mod download;
mod intercept;
mod lifecycle;
mod protocol;

use std::path::PathBuf;
use std::sync::atomic::{AtomicU64, Ordering};
use std::sync::mpsc::RecvTimeoutError;
use std::sync::{Arc, mpsc};
use std::thread;
use std::time::Duration;

use anyhow::{Context, Result};

use crate::db::CacheStorage;
use crate::http::{Fetcher, Origin};

pub(crate) use download::{cache_pack, cached_packs};
pub(crate) use intercept::{Interception, intercept, unanswered};
pub(crate) use lifecycle::{Lifecycle, Registration, StateCell, WorkerState, run_lifecycle};
pub(crate) use protocol::{ClientMessage, ClientPort, WorkerMessage};

const STORE_BASE_PREFIX: &str = "audio-pack-";

/// `audio-pack-<version>-<pack>` store names.
#[derive(Debug, Clone, PartialEq, Eq)]
pub(crate) struct StoreNaming {
    prefix: String,
}

impl StoreNaming {
    pub(crate) fn new(version: &str) -> Self {
        Self {
            prefix: format!("{STORE_BASE_PREFIX}{version}-"),
        }
    }

    pub(crate) fn store_name(&self, pack_name: &str) -> String {
        format!("{}{pack_name}", self.prefix)
    }

    pub(crate) fn pack_name<'a>(&self, store_name: &'a str) -> Option<&'a str> {
        store_name.strip_prefix(self.prefix.as_str())
    }

    /// A pack store written by another cache-format version.
    pub(crate) fn is_stale(&self, store_name: &str) -> bool {
        store_name.starts_with(STORE_BASE_PREFIX) && !store_name.starts_with(self.prefix.as_str())
    }
}

/// Everything a worker task needs; cheap to clone into each dispatched task.
#[derive(Clone)]
pub(crate) struct WorkerContext {
    pub(crate) storage_path: PathBuf,
    pub(crate) origin: Origin,
    pub(crate) naming: StoreNaming,
    pub(crate) version: String,
    pub(crate) fetcher: Arc<dyn Fetcher>,
}

impl WorkerContext {
    pub(crate) fn new(
        storage_path: PathBuf,
        origin: Origin,
        version: &str,
        fetcher: Arc<dyn Fetcher>,
    ) -> Self {
        Self {
            storage_path,
            origin,
            naming: StoreNaming::new(version),
            version: version.to_string(),
            fetcher,
        }
    }

    /// Each task opens its own connection so tasks never wait on each other.
    pub(crate) fn open_storage(&self) -> Result<CacheStorage> {
        let storage = CacheStorage::open(&self.storage_path)?;
        storage
            .migrate()
            .with_context(|| format!("failed to prepare {}", self.storage_path.display()))?;
        Ok(storage)
    }
}

enum WorkerEvent {
    Message {
        message: ClientMessage,
        source: ClientPort,
    },
    Fetch {
        url: String,
        respond_with: mpsc::Sender<Interception>,
    },
    Shutdown,
}

static NEXT_WORKER_ID: AtomicU64 = AtomicU64::new(1);

/// A page's reference to one running worker instance.
#[derive(Clone)]
pub(crate) struct WorkerHandle {
    id: u64,
    version: String,
    origin: Origin,
    events: mpsc::Sender<WorkerEvent>,
    state: StateCell,
}

impl WorkerHandle {
    pub(crate) fn id(&self) -> u64 {
        self.id
    }

    pub(crate) fn version(&self) -> &str {
        &self.version
    }

    pub(crate) fn state(&self) -> WorkerState {
        self.state.get()
    }

    pub(crate) fn wait_until_active(&self, timeout: Duration) -> bool {
        self.state.wait_until_active(timeout)
    }

    pub(crate) fn post_message(&self, message: ClientMessage, source: &ClientPort) -> bool {
        self.events
            .send(WorkerEvent::Message {
                message,
                source: source.clone(),
            })
            .is_ok()
    }

    /// Routes a request through the worker. A dead worker leaves it to the
    /// network; a slow one still owns its audio requests.
    pub(crate) fn fetch(&self, url: &str, timeout: Duration) -> Interception {
        let (tx, rx) = mpsc::channel();
        let sent = self.events.send(WorkerEvent::Fetch {
            url: url.to_string(),
            respond_with: tx,
        });
        if sent.is_err() {
            return Interception::Passthrough;
        }
        match rx.recv_timeout(timeout) {
            Ok(interception) => interception,
            Err(RecvTimeoutError::Timeout) => unanswered(&self.origin, url),
            Err(RecvTimeoutError::Disconnected) => Interception::Passthrough,
        }
    }

    pub(crate) fn shutdown(&self) {
        let _ = self.events.send(WorkerEvent::Shutdown);
    }
}

/// The background worker: owns the lifecycle hooks and dispatches events.
struct CacheWorker {
    id: u64,
    ctx: WorkerContext,
}

impl Lifecycle for CacheWorker {
    fn on_install(&mut self) -> Result<()> {
        log::info!(
            "installing worker {} (cache version {})",
            self.id,
            self.ctx.version
        );
        Ok(())
    }

    fn on_activate(&mut self) -> Result<Vec<String>> {
        let mut storage = self.ctx.open_storage()?;
        let stale: Vec<String> = storage
            .keys()?
            .into_iter()
            .filter(|name| self.ctx.naming.is_stale(name))
            .collect();
        for name in &stale {
            storage
                .delete(name)
                .with_context(|| format!("failed to delete stale store {name}"))?;
        }
        Ok(stale)
    }

    fn on_ready(&mut self) {
        log::info!("worker {} claimed open pages", self.id);
    }
}

impl CacheWorker {
    fn run(mut self, events: mpsc::Receiver<WorkerEvent>, state: StateCell) {
        run_lifecycle(&mut self, &state);
        if state.get() != WorkerState::Activated {
            return;
        }

        while let Ok(event) = events.recv() {
            match event {
                WorkerEvent::Message { message, source } => self.dispatch(message, source),
                WorkerEvent::Fetch { url, respond_with } => {
                    let ctx = self.ctx.clone();
                    self.spawn_task("fetch", move || {
                        let _ = respond_with.send(intercept(&ctx, &url));
                    });
                }
                WorkerEvent::Shutdown => break,
            }
        }

        state.set(WorkerState::Redundant);
        log::debug!("worker {} stopped", self.id);
    }

    fn dispatch(&self, message: ClientMessage, source: ClientPort) {
        let ctx = self.ctx.clone();
        match message {
            ClientMessage::CachePack { pack_name, urls } => {
                self.spawn_task(&format!("pack-{pack_name}"), move || {
                    cache_pack(&ctx, &pack_name, &urls, &source);
                });
            }
            ClientMessage::GetCachedPacks => {
                self.spawn_task("inventory", move || {
                    let packs = cached_packs(&ctx);
                    source.post_message(WorkerMessage::CachedPacks { packs });
                });
            }
        }
    }

    fn spawn_task<F>(&self, label: &str, task: F)
    where
        F: FnOnce() + Send + 'static,
    {
        let name = format!("letras-worker-{}-{label}", self.id);
        if let Err(err) = thread::Builder::new().name(name).spawn(task) {
            log::error!("worker {} could not start {label}: {err}", self.id);
        }
    }
}

/// Starts a worker on its own thread and returns immediately.
pub(crate) fn spawn(ctx: WorkerContext) -> WorkerHandle {
    let id = NEXT_WORKER_ID.fetch_add(1, Ordering::Relaxed);
    let (tx, rx) = mpsc::channel();
    let state = StateCell::new();
    let handle = WorkerHandle {
        id,
        version: ctx.version.clone(),
        origin: ctx.origin.clone(),
        events: tx,
        state: state.clone(),
    };

    let worker = CacheWorker { id, ctx };
    let spawned = thread::Builder::new()
        .name(format!("letras-worker-{id}"))
        .spawn(move || worker.run(rx, state));
    if let Err(err) = spawned {
        log::error!("failed to start worker {id}: {err}");
        handle.state.set(WorkerState::Redundant);
    }
    handle
}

——

▶ _YOUR GOAL_
The full set of entries must be printed again without any alteration.

▶ _SOLUTION_
mod download;
mod intercept;
mod lifecycle;
mod protocol;

use std::path::PathBuf;
use std::sync::atomic::{AtomicU64, Ordering};
use std::sync::mpsc::RecvTimeoutError;
use std::sync::{Arc, mpsc};
use std::thread;
use std::time::Duration;

use anyhow::{Context, Result};

use crate::db::CacheStorage;
use crate::http::{Fetcher, Origin};

pub(crate) use download::{cache_pack, cached_packs};
pub(crate) use intercept::{Interception, intercept, unanswered};
pub(crate) use lifecycle::{Lifecycle, Registration, StateCell, WorkerState, run_lifecycle};
pub(crate) use protocol::{ClientMessage, ClientPort, WorkerMessage};

const STORE_BASE_PREFIX: &str = "audio-pack-";

/// `audio-pack-<version>-<pack>` store names.
#[derive(Debug, Clone, PartialEq, Eq)]
pub(crate) struct StoreNaming {
    prefix: String,
}

impl StoreNaming {
    pub(crate) fn new(version: &str) -> Self {
        Self {
            prefix: format!("{STORE_BASE_PREFIX}{version}-"),
        }
    }

    pub(crate) fn store_name(&self, pack_name: &str) -> String {
        format!("{}{pack_name}", self.prefix)
    }

    pub(crate) fn pack_name<'a>(&self, store_name: &'a str) -> Option<&'a str> {
        store_name.strip_prefix(self.prefix.as_str())
    }

    /// A pack store written by another cache-format version.
    pub(crate) fn is_stale(&self, store_name: &str) -> bool {
        store_name.starts_with(STORE_BASE_PREFIX) && !store_name.starts_with(self.prefix.as_str())
    }
}

/// Everything a worker task needs; cheap to clone into each dispatched task.
#[derive(Clone)]
pub(crate) struct WorkerContext {
    pub(crate) storage_path: PathBuf,
    pub(crate) origin: Origin,
    pub(crate) naming: StoreNaming,
    pub(crate) version: String,
    pub(crate) fetcher: Arc<dyn Fetcher>,
}

impl WorkerContext {
    pub(crate) fn new(
        storage_path: PathBuf,
        origin: Origin,
        version: &str,
        fetcher: Arc<dyn Fetcher>,
    ) -> Self {
        Self {
            storage_path,
            origin,
            naming: StoreNaming::new(version),
            version: version.to_string(),
            fetcher,
        }
    }

    /// Each task opens its own connection so tasks never wait on each other.
    pub(crate) fn open_storage(&self) -> Result<CacheStorage> {
        let storage = CacheStorage::open(&self.storage_path)?;
        storage
            .migrate()
            .with_context(|| format!("failed to prepare {}", self.storage_path.display()))?;
        Ok(storage)
    }
}

enum WorkerEvent {
    Message {
        message: ClientMessage,
        source: ClientPort,
    },
    Fetch {
        url: String,
        respond_with: mpsc::Sender<Interception>,
    },
    Shutdown,
}

static NEXT_WORKER_ID: AtomicU64 = AtomicU64::new(1);

/// A page's reference to one running worker instance.
#[derive(Clone)]
pub(crate) struct WorkerHandle {
    id: u64,
    version: String,
    origin: Origin,
    events: mpsc::Sender<WorkerEvent>,
    state: StateCell,
}

impl WorkerHandle {
    pub(crate) fn id(&self) -> u64 {
        self.id
    }

    pub(crate) fn version(&self) -> &str {
        &self.version
    }

    pub(crate) fn state(&self) -> WorkerState {
        self.state.get()
    }

    pub(crate) fn wait_until_active(&self, timeout: Duration) -> bool {
        self.state.wait_until_active(timeout)
    }

    pub(crate) fn post_message(&self, message: ClientMessage, source: &ClientPort) -> bool {
        self.events
            .send(WorkerEvent::Message {
                message,
                source: source.clone(),
            })
            .is_ok()
    }

    /// Routes a request through the worker. A dead worker leaves it to the
    /// network; a slow one still owns its audio requests.
    pub(crate) fn fetch(&self, url: &str, timeout: Duration) -> Interception {
        let (tx, rx) = mpsc::channel();
        let sent = self.events.send(WorkerEvent::Fetch {
            url: url.to_string(),
            respond_with: tx,
        });
        if sent.is_err() {
            return Interception::Passthrough;
        }
        match rx.recv_timeout(timeout) {
            Ok(interception) => interception,
            Err(RecvTimeoutError::Timeout) => unanswered(&self.origin, url),
            Err(RecvTimeoutError::Disconnected) => Interception::Passthrough,
        }
    }

    pub(crate) fn shutdown(&self) {
        let _ = self.events.send(WorkerEvent::Shutdown);
    }
}

/// The background worker: owns the lifecycle hooks and dispatches events.
struct CacheWorker {
    id: u64,
    ctx: WorkerContext,
}

impl Lifecycle for CacheWorker {
    fn on_install(&mut self) -> Result<()> {
        log::info!(
            "installing worker {} (cache version {})",
            self.id,
            self.ctx.version
        );
        Ok(())
    }

    fn on_activate(&mut self) -> Result<Vec<String>> {
        let mut storage = self.ctx.open_storage()?;
        let stale: Vec<String> = storage
            .keys()?
            .into_iter()
            .filter(|name| self.ctx.naming.is_stale(name))
            .collect();
        for name in &stale {
            storage
                .delete(name)
                .with_context(|| format!("failed to delete stale store {name}"))?;
        }
        Ok(stale)
    }

    fn on_ready(&mut self) {
        log::info!("worker {} claimed open pages", self.id);
    }
}

impl CacheWorker {
    fn run(mut self, events: mpsc::Receiver<WorkerEvent>, state: StateCell) {
        run_lifecycle(&mut self, &state);
        if state.get() != WorkerState::Activated {
            return;
        }

        while let Ok(event) = events.recv() {
            match event {
                WorkerEvent::Message { message, source } => self.dispatch(message, source),
                WorkerEvent::Fetch { url, respond_with } => {
                    let ctx = self.ctx.clone();
                    self.spawn_task("fetch", move || {
                        let _ = respond_with.send(intercept(&ctx, &url));
                    });
                }
                WorkerEvent::Shutdown => break,
            }
        }

        state.set(WorkerState::Redundant);
        log::debug!("worker {} stopped", self.id);
    }

    fn dispatch(&self, message: ClientMessage, source: ClientPort) {
        let ctx = self.ctx.clone();
        match message {
            ClientMessage::CachePack { pack_name, urls } => {
                self.spawn_task(&format!("pack-{pack_name}"), move || {
                    cache_pack(&ctx, &pack_name, &urls, &source);
                });
            }
            ClientMessage::GetCachedPacks => {
                self.spawn_task("inventory", move || {
                    let packs = cached_packs(&ctx);
                    source.post_message(WorkerMessage::CachedPacks { packs });
                });
            }
        }
    }

    fn spawn_task<F>(&self, label: &str, task: F)
    where
        F: FnOnce() + Send + 'static,
    {
        let name = format!("letras-worker-{}-{label}", self.id);
        if let Err(err) = thread::Builder::new().name(name).spawn(task) {
            log::error!("worker {} could not start {label}: {err}", self.id);
        }
    }
}

/// Starts a worker on its own thread and returns immediately.
pub(crate) fn spawn(ctx: WorkerContext) -> WorkerHandle {
    let id = NEXT_WORKER_ID.fetch_add(1, Ordering::Relaxed);
    let (tx, rx) = mpsc::channel();
    let state = StateCell::new();
    let handle = WorkerHandle {
        id,
        version: ctx.version.clone(),
        origin: ctx.origin.clone(),
        events: tx,
        state: state.clone(),
    };

    let worker = CacheWorker { id, ctx };
    let spawned = thread::Builder::new()
        .name(format!("letras-worker-{id}"))
        .spawn(move || worker.run(rx, state));
    if let Err(err) = spawned {
        log::error!("failed to start worker {id}: {err}");
        handle.state.set(WorkerState::Redundant);
    }
    handle
}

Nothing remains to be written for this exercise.